Warren began her push in Nevada by going on offense against Sanders. It came after the the Culinary Union in Nevada called out Sanders' supporters as having "viciously attacked" union members for opposing the Vermont senator's health care plan. 

"No one should attack @Culinary226 and its members for fighting hard for themselves and their families," Warren tweeted. "Like them, I want to see every American get high-quality and affordable health care – and I’m committed to working with them to achieve that goal."

The senator has an opportunity to shift the race on Feb. 19, when the next televised debate of the primary takes place in Las Vegas. Klobuchar used the debate in New Hampshire to mount her late surge. 

But once a candidate starts fading in a large field, it's "really tough to turn that around," Trippi said.

He knows first-hand after Dean, for months the frontunner in 2004, nose-dived after Iowa and never regained momentum.
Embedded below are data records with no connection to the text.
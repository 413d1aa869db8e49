//! Centralized error types for Parchment.
//!
//! This module provides a typed error hierarchy that:
//! - Enables precise error handling throughout the workspace
//! - Provides user-friendly messages suitable for the calendar surface
//! - Preserves full error context for logging

use thiserror::Error;

/// Top-level application error type.
///
/// Use `user_message()` to get a message suitable for display.
#[derive(Debug, Error)]
pub enum AppError {
    #[error("Configuration error: {0}")]
    Config(#[from] ConfigError),

    #[error("Authentication error: {0}")]
    Auth(#[from] AuthError),

    #[error("IO error: {0}")]
    Io(#[from] std::io::Error),

    #[error("{0}")]
    Other(#[from] anyhow::Error),
}

impl AppError {
    /// Returns a user-friendly message suitable for display.
    pub fn user_message(&self) -> &'static str {
        match self {
            AppError::Config(e) => e.user_message(),
            AppError::Auth(e) => e.user_message(),
            AppError::Io(_) => "A file operation failed. Please try again.",
            AppError::Other(_) => "An unexpected error occurred. Please try again.",
        }
    }
}

/// Configuration errors.
#[derive(Debug, Error)]
pub enum ConfigError {
    #[error("Invalid configuration: {0}")]
    Invalid(String),

    #[error("Invalid argument: {0}")]
    InvalidArgument(String),
}

impl ConfigError {
    pub fn user_message(&self) -> &'static str {
        match self {
            ConfigError::Invalid(_) => "Invalid configuration. Check your settings.",
            ConfigError::InvalidArgument(_) => "That calendar month cannot be shown.",
        }
    }
}

/// Authentication errors (OAuth consent, tokens, revocation).
///
/// None of these are fatal: the calendar keeps its connect control visible.
#[derive(Debug, Error)]
pub enum AuthError {
    #[error("OAuth flow failed: {0}")]
    OAuthFailed(String),

    #[error("OAuth flow cancelled by user")]
    OAuthCancelled,

    #[error("Secure storage error: {0}")]
    StorageError(String),

    #[error("Port {0} already in use for OAuth callback")]
    PortInUse(u16),

    #[error("Google OAuth client is not configured")]
    NotConfigured,

    #[error("Token revocation failed: {0}")]
    RevokeFailed(String),
}

impl AuthError {
    pub fn user_message(&self) -> &'static str {
        match self {
            AuthError::OAuthFailed(_) => "Sign-in failed. Please try again.",
            AuthError::OAuthCancelled => "Sign-in was cancelled.",
            AuthError::StorageError(_) => "Failed to save credentials. Please try again.",
            AuthError::PortInUse(_) => "Sign-in port is busy. Close other apps and try again.",
            AuthError::NotConfigured => "Google Calendar is not set up for this site yet.",
            AuthError::RevokeFailed(_) => "Disconnecting from Google did not complete.",
        }
    }
}

#[cfg(test)]
mod tests {
    use super::*;

    #[test]
    fn test_app_error_conversion() {
        let auth_err = AuthError::OAuthCancelled;
        let app_err: AppError = auth_err.into();
        assert!(matches!(app_err, AppError::Auth(AuthError::OAuthCancelled)));
    }

    #[test]
    fn test_user_message_propagation() {
        let app_err = AppError::Auth(AuthError::NotConfigured);
        assert_eq!(
            app_err.user_message(),
            "Google Calendar is not set up for this site yet."
        );
    }

    #[test]
    fn test_config_error_wraps_into_app_error() {
        let app_err: AppError = ConfigError::Invalid("calendar.time_zone".into()).into();
        assert!(matches!(app_err, AppError::Config(ConfigError::Invalid(_))));
        assert!(app_err.user_message().contains("settings"));
    }

    #[test]
    fn test_auth_messages_are_non_empty() {
        let errors = [
            AuthError::OAuthFailed("denied".into()),
            AuthError::OAuthCancelled,
            AuthError::StorageError("disk".into()),
            AuthError::PortInUse(8080),
            AuthError::NotConfigured,
            AuthError::RevokeFailed("400".into()),
        ];

        for err in &errors {
            assert!(!err.user_message().is_empty(), "{:?}", err);
        }
    }
}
He applauded Warren's strong campaign organization, which he said "pushed the envelope" in a lot of strategies. But he said even that could start working against her by turning out supporters of her opponents.

"Everybody that her campaign has worked tirelessly to identify as Warren supporters after Iowa and New Hampshire, I can guarantee you half of them aren't for her anymore," Trippi said. "Now she's turning out two people, one of whom is going to vote against her, one who is going to vote for her because her organization is that freaking good.

"Her strength is she's got this great organization, but it's actually of little use. That alone won't turn it."